Le sentiment de la France. — Aveuglement de la bourgeoisie. — La campagne électorale. — La Chambre et le Sénat. — Victoire républicaine. — Échecs de M. Buffet. — Opportunistes et Radicaux. — Bruits de coup d’État. — M. Dufaure, vice-président du Conseil. — Réunion des Chambres. — La transmission des pouvoirs.


La période qui s’étend entre la dissolution de l’Assemblée nationale et le coup d’État parlementaire du 16 mai 1877, peut passer à bon droit, pour aussi singulière que celle qui s’est écoulée depuis la défaite de la Révolution du 18 mars. Elle a ceci de caractéristique, en outre, c’est que la réaction se manifeste d’autant plus vive que la République est, légalement, constitutionnellement établie ; que cet état de fait est à la fois le résultat de l’impuissance des partis monarchistes dans l’Assemblée et de la volonté énergiquement exprimée par la grande majorité du pays. Il n’y a plus de place possible pour une restauration quelconque. Qu’espèrent donc les réacteurs ? Comptent-ils sur un revirement des contribuables, dû à la lourdeur croissante des impôts ? Le pays sait bien que les suppléments de charges fiscales sont dus à la guerre qui n’est pas le fait de la République, mais bien de l’Empire ; qu’elles se décomposent en charges de liquidation et en charges de réorganisation, car tout est à refaire ou à faire.

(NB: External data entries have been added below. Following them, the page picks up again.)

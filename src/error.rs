//! Error taxonomy for the keeper.
//!
//! Skip decisions (paused treasury, active cooldown, slippage over the limit,
//! empty budget) are not errors and never show up here; they are modeled as
//! outcome variants in [`crate::keeper`].

use thiserror::Error;

#[derive(Debug, Error)]
pub enum KeeperError {
    /// The treasury (or another ledger account) could not be retrieved.
    #[error("ledger unavailable: {0}")]
    Unavailable(String),

    /// Ledger data was retrieved but does not match the expected layout.
    #[error("failed to decode ledger data: {0}")]
    Decode(String),

    #[error("quote failed: {0}")]
    Quote(String),

    #[error("execution rejected: {0}")]
    Execution(String),

    /// Submitted, but confirmation was not observed within the bound.
    /// Treated as failed for accounting and never resubmitted.
    #[error("transaction {signature} not confirmed within {timeout_secs}s")]
    ExecutionUnconfirmed { signature: String, timeout_secs: u64 },

    #[error("liquidity pool unavailable: {0}")]
    PoolUnavailable(String),

    #[error("invalid configuration: {0}")]
    ConfigInvalid(String),

    #[error("missing credentials: {0}")]
    MissingCredentials(String),

    #[error("network error: {0}")]
    Network(#[from] reqwest::Error),

    #[error("rpc error: {0}")]
    Rpc(String),

    #[error("{0} timed out after {1}s")]
    Timeout(&'static str, u64),
}

impl KeeperError {
    /// Fatal errors stop the process; everything else is logged and the
    /// keeper moves on to the next scheduled cycle.
    pub fn is_fatal(&self) -> bool {
        matches!(self, KeeperError::ConfigInvalid(_) | KeeperError::MissingCredentials(_))
    }

    /// Network/timeout class failures that are retried at the next cycle.
    pub fn is_transient(&self) -> bool {
        matches!(
            self,
            KeeperError::Network(_)
                | KeeperError::Rpc(_)
                | KeeperError::Timeout(..)
                | KeeperError::Unavailable(_)
        )
    }
}

impl From<solana_client::client_error::ClientError> for KeeperError {
    fn from(err: solana_client::client_error::ClientError) -> Self {
        KeeperError::Rpc(err.to_string())
    }
}

pub type KeeperResult<T> = std::result::Result<T, KeeperError>;
use std::sync::Arc;

use tracing::info;

use crate::config::ExecutionMode;
use crate::error::KeeperResult;
use crate::keeper::outcome::{OperationOutcome, Settlement};
use crate::services::LiquidityPool;

/// Pairs treasury USDC with the protocol token at the pool's spot reserve
/// ratio and deposits it.
pub struct LiquidityManager {
    pool: Arc<dyn LiquidityPool>,
    mode: ExecutionMode,
}

impl LiquidityManager {
    pub fn new(pool: Arc<dyn LiquidityPool>, mode: ExecutionMode) -> Self {
        Self { pool, mode }
    }

    /// Fails closed with `PoolUnavailable` when reserves cannot be read;
    /// there is no fallback price.
    pub async fn add_liquidity(&self, usdc_amount: u64) -> KeeperResult<OperationOutcome> {
        let reserves = self.pool.reserves().await?;
        let token_amount = reserves.paired_token_amount(usdc_amount)?;

        if self.mode.is_simulated() {
            info!(
                usdc_amount,
                token_amount,
                usdc_reserve = reserves.usdc_reserve,
                token_reserve = reserves.token_reserve,
                simulated = true,
                "[SIMULATED] Would add liquidity"
            );
            return Ok(OperationOutcome::Executed(Settlement {
                amount_in: usdc_amount,
                quoted_out: Some(token_amount),
                executed_out: token_amount,
                min_out: None,
                price_impact_bps: None,
                reference: format!("simulated:add_liquidity:{}:{}", usdc_amount, token_amount),
                simulated: true,
            }));
        }

        let submission = self.pool.add_liquidity(usdc_amount, token_amount).await?;
        info!(usdc_amount, token_amount, signature = %submission.signature, "Liquidity added");
        Ok(OperationOutcome::Executed(Settlement {
            amount_in: usdc_amount,
            quoted_out: Some(token_amount),
            executed_out: token_amount,
            min_out: None,
            price_impact_bps: None,
            reference: submission.signature,
            simulated: false,
        }))
    }
}

#[cfg(test)]
mod tests {
    use super::*;
    use crate::error::KeeperError;
    use crate::keeper::test_support::FakePool;

    #[tokio::test]
    async fn deposits_at_reserve_ratio() {
        let pool = Arc::new(FakePool::with_reserves(1_000_000, 4_000_000));
        let manager = LiquidityManager::new(pool.clone(), ExecutionMode::Live);

        let outcome = manager.add_liquidity(250).await.unwrap();
        let settlement = outcome.settlement().unwrap();
        assert_eq!(settlement.executed_out, 1_000);
        assert!(!settlement.simulated);
        assert_eq!(pool.deposits(), vec![(250, 1_000)]);
    }

    #[tokio::test]
    async fn unreadable_reserves_fail_closed() {
        let pool = Arc::new(FakePool::unavailable());
        let manager = LiquidityManager::new(pool.clone(), ExecutionMode::Live);

        let err = manager.add_liquidity(250).await.unwrap_err();
        assert!(matches!(err, KeeperError::PoolUnavailable(_)));
        assert!(pool.deposits().is_empty());
    }

    #[tokio::test]
    async fn empty_pool_fails_closed() {
        let pool = Arc::new(FakePool::with_reserves(0, 4_000_000));
        let manager = LiquidityManager::new(pool.clone(), ExecutionMode::Live);
        assert!(matches!(
            manager.add_liquidity(250).await,
            Err(KeeperError::PoolUnavailable(_))
        ));
        assert!(pool.deposits().is_empty());
    }

    #[tokio::test]
    async fn simulation_reads_reserves_only() {
        let pool = Arc::new(FakePool::with_reserves(2, 3));
        let manager = LiquidityManager::new(pool.clone(), ExecutionMode::DryRun);

        let outcome = manager.add_liquidity(10).await.unwrap();
        let settlement = outcome.settlement().unwrap();
        assert!(settlement.simulated);
        assert_eq!(settlement.executed_out, 15);
        assert_eq!(pool.reserve_reads(), 1);
        assert!(pool.deposits().is_empty());
    }
}
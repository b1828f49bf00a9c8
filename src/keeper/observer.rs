//! Observability handle for cycle and operation records.
//!
//! One `Observer` is built at startup and shared by reference (`Arc`) with
//! the keeper and the health server. Records go to a pluggable sink:
//! [`TracingSink`] in production, an in-memory sink in tests.

use std::sync::Arc;

use chrono::{DateTime, Utc};
use parking_lot::RwLock;
use serde::Serialize;
use tracing::{error, info, warn};
use uuid::Uuid;

use crate::keeper::outcome::{
    CycleOutcome, OperationKind, OperationOutcome, Settlement, SkipReason,
};
use crate::onchain_instance::StateSource;

#[derive(Debug, Clone, Copy, PartialEq, Eq, Serialize)]
#[serde(rename_all = "snake_case")]
pub enum RecordStatus {
    Executed,
    Skipped,
    Failed,
}

#[derive(Debug, Clone, PartialEq, Serialize)]
pub struct OperationRecord {
    pub timestamp: DateTime<Utc>,
    pub cycle_id: Uuid,
    pub kind: OperationKind,
    pub status: RecordStatus,
    pub amount: u64,
    pub quoted_out: Option<u64>,
    pub executed_out: Option<u64>,
    pub price_impact_bps: Option<u16>,
    pub reference: Option<String>,
    pub detail: Option<String>,
    pub simulated: bool,
}

impl OperationRecord {
    fn base(cycle_id: Uuid, kind: OperationKind, amount: u64, simulated: bool) -> Self {
        Self {
            timestamp: Utc::now(),
            cycle_id,
            kind,
            status: RecordStatus::Executed,
            amount,
            quoted_out: None,
            executed_out: None,
            price_impact_bps: None,
            reference: None,
            detail: None,
            simulated,
        }
    }

    pub fn from_outcome(
        cycle_id: Uuid,
        kind: OperationKind,
        amount: u64,
        outcome: &OperationOutcome,
        simulated: bool,
    ) -> Self {
        match outcome {
            OperationOutcome::Executed(settlement) => {
                Self::executed(cycle_id, kind, amount, settlement)
            }
            OperationOutcome::Skipped(reason) => Self {
                status: RecordStatus::Skipped,
                price_impact_bps: match reason {
                    SkipReason::SlippageExceeded { price_impact_bps, .. } => {
                        Some(*price_impact_bps)
                    }
                    _ => None,
                },
                detail: Some(reason.to_string()),
                ..Self::base(cycle_id, kind, amount, simulated)
            },
        }
    }

    pub fn executed(
        cycle_id: Uuid,
        kind: OperationKind,
        amount: u64,
        settlement: &Settlement,
    ) -> Self {
        Self {
            quoted_out: settlement.quoted_out,
            executed_out: Some(settlement.executed_out),
            price_impact_bps: settlement.price_impact_bps,
            reference: Some(settlement.reference.clone()),
            ..Self::base(cycle_id, kind, amount, settlement.simulated)
        }
    }

    pub fn failed(
        cycle_id: Uuid,
        kind: OperationKind,
        amount: u64,
        error: &str,
        simulated: bool,
    ) -> Self {
        Self {
            status: RecordStatus::Failed,
            detail: Some(error.to_string()),
            ..Self::base(cycle_id, kind, amount, simulated)
        }
    }
}

#[derive(Debug, Clone, PartialEq, Serialize)]
pub struct CycleRecord {
    pub timestamp: DateTime<Utc>,
    pub cycle_id: Uuid,
    pub outcome: CycleOutcome,
    pub state_source: Option<StateSource>,
    pub duration_ms: u64,
    pub simulated: bool,
}

pub trait RecordSink: Send + Sync {
    fn operation(&self, record: &OperationRecord);
    fn cycle(&self, record: &CycleRecord);
}

/// Emits every record as a structured `tracing` event.
pub struct TracingSink;

impl RecordSink for TracingSink {
    fn operation(&self, record: &OperationRecord) {
        let json = serde_json::to_string(record).unwrap_or_default();
        match record.status {
            RecordStatus::Executed => info!(
                cycle_id = %record.cycle_id,
                kind = %record.kind,
                amount = record.amount,
                quoted_out = ?record.quoted_out,
                executed_out = ?record.executed_out,
                price_impact_bps = ?record.price_impact_bps,
                reference = ?record.reference,
                simulated = record.simulated,
                record = %json,
                "Operation executed"
            ),
            RecordStatus::Skipped => warn!(
                cycle_id = %record.cycle_id,
                kind = %record.kind,
                amount = record.amount,
                price_impact_bps = ?record.price_impact_bps,
                detail = ?record.detail,
                simulated = record.simulated,
                record = %json,
                "Operation skipped"
            ),
            RecordStatus::Failed => error!(
                cycle_id = %record.cycle_id,
                kind = %record.kind,
                amount = record.amount,
                detail = ?record.detail,
                simulated = record.simulated,
                record = %json,
                "Operation failed"
            ),
        }
    }

    fn cycle(&self, record: &CycleRecord) {
        let json = serde_json::to_string(record).unwrap_or_default();
        if let CycleOutcome::Failed { error } = &record.outcome {
            error!(
                cycle_id = %record.cycle_id,
                outcome = record.outcome.label(),
                duration_ms = record.duration_ms,
                simulated = record.simulated,
                record = %json,
                "Cycle failed: {}",
                error
            );
        } else {
            info!(
                cycle_id = %record.cycle_id,
                outcome = record.outcome.label(),
                duration_ms = record.duration_ms,
                simulated = record.simulated,
                record = %json,
                "Cycle finished"
            );
        }
    }
}

pub struct Observer {
    sink: Arc<dyn RecordSink>,
    last_cycle: RwLock<Option<CycleRecord>>,
}

impl Observer {
    pub fn new(sink: Arc<dyn RecordSink>) -> Self {
        Self { sink, last_cycle: RwLock::new(None) }
    }

    pub fn tracing() -> Self {
        Self::new(Arc::new(TracingSink))
    }

    pub fn operation(&self, record: OperationRecord) {
        self.sink.operation(&record);
    }

    pub fn cycle(&self, record: CycleRecord) {
        self.sink.cycle(&record);
        *self.last_cycle.write() = Some(record);
    }

    pub fn last_cycle(&self) -> Option<CycleRecord> {
        self.last_cycle.read().clone()
    }
}

#[cfg(test)]
#[derive(Default)]
pub struct MemorySink {
    pub operations: parking_lot::Mutex<Vec<OperationRecord>>,
    pub cycles: parking_lot::Mutex<Vec<CycleRecord>>,
}

#[cfg(test)]
impl RecordSink for MemorySink {
    fn operation(&self, record: &OperationRecord) {
        self.operations.lock().push(record.clone());
    }

    fn cycle(&self, record: &CycleRecord) {
        self.cycles.lock().push(record.clone());
    }
}
//! One-shot operator commands. With no arguments the keeper loop runs.

use anyhow::{Result, bail};
use chrono::Utc;
use serde_json::json;
use tracing::info;

use crate::config::Config;
use crate::keeper::EffectiveLimits;
use crate::keeper::allocation::{AllocationRatios, OperationCategory, budget_for, clamp_spend};
use crate::onchain_instance::{ConfigUpdate, LedgerReader, LedgerWriter};

#[derive(Debug, Clone, PartialEq, Eq)]
pub enum Command {
    Run,
    Status,
    Pause,
    Resume,
    RecordFee { lamports: u64 },
    UpdateConfig(ConfigUpdate),
}

const USAGE: &str = "usage: usdcball-keeper [run | status | pause | resume | record-fee <lamports> | update-config <max|-> <cooldown-secs|-> <slippage-bps|->]";

impl Command {
    /// Parse the arguments after the program name.
    pub fn parse<I, S>(args: I) -> Result<Self>
    where
        I: IntoIterator<Item = S>,
        S: AsRef<str>,
    {
        let args: Vec<String> = args.into_iter().map(|a| a.as_ref().to_string()).collect();
        let argv: Vec<&str> = args.iter().map(String::as_str).collect();

        let command = match argv.as_slice() {
            [] | ["run"] => Command::Run,
            ["status"] => Command::Status,
            ["pause"] => Command::Pause,
            ["resume"] => Command::Resume,
            ["record-fee", lamports] => Command::RecordFee { lamports: parse_arg("lamports", lamports)? },
            ["update-config", max, cooldown, slippage] => {
                let update = ConfigUpdate {
                    max_usdc_per_cycle: parse_optional("max", max)?,
                    cooldown_seconds: parse_optional("cooldown", cooldown)?,
                    slippage_bps: parse_optional("slippage", slippage)?,
                };
                if update.is_empty() {
                    bail!("update-config needs at least one value\n{}", USAGE);
                }
                Command::UpdateConfig(update)
            }
            _ => bail!("unrecognized arguments {:?}\n{}", argv, USAGE),
        };
        Ok(command)
    }

    pub fn is_mutating(&self) -> bool {
        !matches!(self, Command::Run | Command::Status)
    }
}

fn parse_arg<T: std::str::FromStr>(name: &str, raw: &str) -> Result<T>
where
    T::Err: std::fmt::Display,
{
    raw.parse::<T>()
        .map_err(|e| anyhow::anyhow!("invalid {} '{}': {}", name, raw, e))
}

fn parse_optional<T: std::str::FromStr>(name: &str, raw: &str) -> Result<Option<T>>
where
    T::Err: std::fmt::Display,
{
    if raw == "-" { Ok(None) } else { parse_arg(name, raw).map(Some) }
}

/// Print one snapshot with the budgets the next cycle would work from.
pub async fn status(config: &Config, reader: &dyn LedgerReader) -> Result<serde_json::Value> {
    let state = reader.fetch().await?;
    let limits = EffectiveLimits::resolve(&state, &config.limits);
    let ratios = AllocationRatios::from_state(&state);
    let now = Utc::now().timestamp();

    let budgets: serde_json::Map<String, serde_json::Value> = [OperationCategory::Buyback, OperationCategory::Liquidity]
        .into_iter()
        .map(|category| {
            let budget = budget_for(category, &state, &ratios);
            let amount = clamp_spend(budget, state.usdc_balance, limits.max_usdc_per_cycle);
            (category.to_string(), json!({ "budget": budget, "next_spend": amount }))
        })
        .collect();

    let mode = if config.mode.is_simulated() { "dry_run" } else { "live" };
    let invariant_ok = state.check_allocation_invariant().is_ok();
    let cooldown_remaining = state.cooldown_remaining(now, limits.cooldown_seconds);

    Ok(json!({
        "mode": mode,
        "state": state,
        "allocation_invariant_ok": invariant_ok,
        "cooldown_remaining_secs": cooldown_remaining,
        "effective_limits": {
            "max_usdc_per_cycle": limits.max_usdc_per_cycle,
            "slippage_bps": limits.slippage_bps,
            "cooldown_seconds": limits.cooldown_seconds,
        },
        "budgets": budgets,
    }))
}

/// Submit one administrative instruction and return its signature.
pub async fn execute(command: Command, ledger: &dyn LedgerWriter) -> Result<String> {
    let submission = match command {
        Command::Pause => ledger.emergency_pause().await?,
        Command::Resume => ledger.resume().await?,
        Command::RecordFee { lamports } => ledger.record_fee(lamports).await?,
        Command::UpdateConfig(update) => ledger.update_config(update).await?,
        Command::Run | Command::Status => bail!("{:?} does not submit a transaction", command),
    };
    info!(signature = %submission.signature, "✅ Transaction confirmed");
    Ok(submission.signature)
}

#[cfg(test)]
mod tests {
    use super::*;
    use crate::keeper::test_support::{FakeLedger, FakeReader};
    use crate::onchain_instance::treasury_state::sample_state;
    use std::collections::HashMap;

    #[test]
    fn parses_every_command() {
        assert_eq!(Command::parse(Vec::<String>::new()).unwrap(), Command::Run);
        assert_eq!(Command::parse(["run"]).unwrap(), Command::Run);
        assert_eq!(Command::parse(["status"]).unwrap(), Command::Status);
        assert_eq!(Command::parse(["pause"]).unwrap(), Command::Pause);
        assert_eq!(Command::parse(["resume"]).unwrap(), Command::Resume);
        assert_eq!(
            Command::parse(["record-fee", "5000"]).unwrap(),
            Command::RecordFee { lamports: 5_000 }
        );
        assert_eq!(
            Command::parse(["update-config", "-", "600", "50"]).unwrap(),
            Command::UpdateConfig(ConfigUpdate {
                max_usdc_per_cycle: None,
                cooldown_seconds: Some(600),
                slippage_bps: Some(50),
            })
        );
    }

    #[test]
    fn rejects_bad_arguments() {
        assert!(Command::parse(["record-fee"]).is_err());
        assert!(Command::parse(["record-fee", "-1"]).is_err());
        assert!(Command::parse(["update-config", "-", "-", "-"]).is_err());
        assert!(Command::parse(["update-config", "1", "2"]).is_err());
        assert!(Command::parse(["frobnicate"]).is_err());
    }

    #[tokio::test]
    async fn execute_routes_to_ledger() {
        let ledger = FakeLedger::default();
        execute(Command::Pause, &ledger).await.unwrap();
        execute(Command::RecordFee { lamports: 10 }, &ledger).await.unwrap();
        let update = ConfigUpdate { max_usdc_per_cycle: Some(7), cooldown_seconds: None, slippage_bps: None };
        execute(Command::UpdateConfig(update.clone()), &ledger).await.unwrap();

        assert_eq!(ledger.total_calls(), 3);
        assert_eq!(ledger.last_update.lock().clone(), Some(update));
        assert!(execute(Command::Status, &ledger).await.is_err());
    }

    #[tokio::test]
    async fn status_reports_budgets() {
        let mut state = sample_state();
        state.total_usdc_converted = 2_000;
        state.total_buybacks_usdc = 400;
        let reader = FakeReader::new(state);
        let map: HashMap<&str, &str> = [("DRY_RUN", "true")].into_iter().collect();
        let config = Config::from_source(|k| map.get(k).map(|v| v.to_string()), None).unwrap();

        let report = status(&config, &reader).await.unwrap();
        assert_eq!(report["mode"], "dry_run");
        assert_eq!(report["budgets"]["buyback"]["budget"], 600);
        assert_eq!(report["budgets"]["liquidity"]["budget"], 600);
        assert_eq!(report["allocation_invariant_ok"], true);
    }
}
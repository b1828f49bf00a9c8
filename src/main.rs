//! # USDCBALL Keeper
//!
//! Off-chain keeper for the USDCBALL treasury program on Solana. On a fixed
//! interval it reads the treasury, converts accumulated SOL fees to USDC, and
//! spends the converted USDC on token buybacks and liquidity provisioning
//! within the allocation ratios and limits stored on the ledger.
//!
//! ## Architecture
//! - `config`: environment and JSON file configuration
//! - `onchain_instance`: treasury account decoding, ledger reads and writes
//! - `services`: Jupiter swap engine and liquidity pool client
//! - `keeper`: allocation math, executors, observability, and the control loop
//! - `server` / `routes`: optional read-only health server
//!
//! ## Environment Setup
//! ```bash
//! cp .env.example .env
//! # Set KEEPER_PRIVATE_KEY, TOKEN_MINT, POOL_USDC_ACCOUNT, POOL_TOKEN_ACCOUNT
//! ```
//!
//! ## Running
//! ```bash
//! DRY_RUN=true cargo run           # simulate against a synthetic treasury
//! cargo run -- status              # print one snapshot and the next budgets
//! cargo run -- update-config - 600 -
//! ```

mod bootstrap;
mod command;
mod config;
mod error;
mod keeper;
mod onchain_instance;
mod routes;
mod server;
mod services;

use std::sync::Arc;

use anyhow::{Context, Result, bail};
use tracing_subscriber::{EnvFilter, layer::SubscriberExt, util::SubscriberInitExt};

use crate::command::Command;
use crate::config::Config;
use crate::keeper::Shutdown;
use crate::server::AppState;

#[tokio::main]
async fn main() -> Result<()> {
    dotenv::dotenv().ok();

    tracing_subscriber::registry()
        .with(EnvFilter::try_from_default_env().unwrap_or_else(|_| EnvFilter::new("info")))
        .with(
            tracing_subscriber::fmt::layer()
                .with_target(false)
                .compact(),
        )
        .init();

    tracing::info!("🏁 Starting USDCBALL keeper...");
    tracing::info!("📦 Package: {} v{}", env!("CARGO_PKG_NAME"), env!("CARGO_PKG_VERSION"));

    let config = Config::from_env().context("Failed to load configuration")?;
    if let Err(e) = config.validate() {
        tracing::error!("Invalid configuration: {}", e);
        return Err(e.into());
    }
    tracing::info!("🌐 Cluster: {}", config.solana.cluster.url());
    tracing::info!("⚙️  Mode: {:?}", config.mode);

    let command = Command::parse(std::env::args().skip(1))?;
    if command.is_mutating() && config.mode.is_simulated() {
        bail!("{:?} submits a transaction and is unavailable in dry-run mode", command);
    }

    let runtime = bootstrap::build(&config)?;

    match command {
        Command::Run => {}
        Command::Status => {
            let report = command::status(&config, runtime.reader.as_ref()).await?;
            println!("{}", serde_json::to_string_pretty(&report)?);
            return Ok(());
        }
        other => {
            let signature = command::execute(other, runtime.ledger.as_ref()).await?;
            println!("{}", signature);
            return Ok(());
        }
    }

    let mut keeper = runtime.keeper;
    let reconciled = tokio::select! {
        result = keeper.reconcile_on_startup(&config.allocations) => Some(result),
        _ = tokio::signal::ctrl_c() => None,
    };
    match reconciled {
        Some(result) => {
            result.context("Startup reconciliation with the ledger failed")?;
        }
        None => {
            tracing::info!("🛑 Shutdown requested before the keeper started");
            return Ok(());
        }
    }

    let shutdown = Shutdown::new();

    let server = config.http_port.map(|port| {
        let state = Arc::new(AppState { observer: runtime.observer.clone(), mode: config.mode });
        let rx = shutdown.subscribe();
        tokio::spawn(async move {
            if let Err(e) = server::start(port, state, rx).await {
                tracing::error!("{:#}", e);
            }
        })
    });

    let rx = shutdown.subscribe();
    let loop_task = tokio::spawn(async move {
        keeper.run(rx).await;
        keeper
    });

    if let Err(e) = tokio::signal::ctrl_c().await {
        tracing::error!("Failed to listen for ctrl-c: {}", e);
    }
    tracing::info!("🛑 Shutdown requested, finishing current cycle");
    shutdown.trigger();
    let keeper = loop_task.await.context("Keeper task panicked")?;

    if let Some(server) = server {
        let _ = server.await;
    }
    tracing::info!("👋 Keeper stopped (phase: {})", keeper.phase());
    Ok(())
}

Il a fallu des désastres militaires pour s’apercevoir que l’instruction du peuple a été tout à fait négligée. On instruira donc le peuple, dit la bourgeoisie, mais pour faire de bons soldats ; recruter de meilleurs cadres de sous-officiers. Pour organiser cette instruction, il faudra des millions car il sera nécessaire, non seulement de recruter une formidable armée d’instituteurs, mais encore de construire de nombreuses écoles. « C’est l’instituteur allemand qui nous a battus », tel est le mot que l’on se répète, qui devient un « cliché » courant, obsédant. Sans doute y a-t-il une grande part de vérité dans cette affirmation ; elle apparaît même comme une circonstance atténuante de la défaite !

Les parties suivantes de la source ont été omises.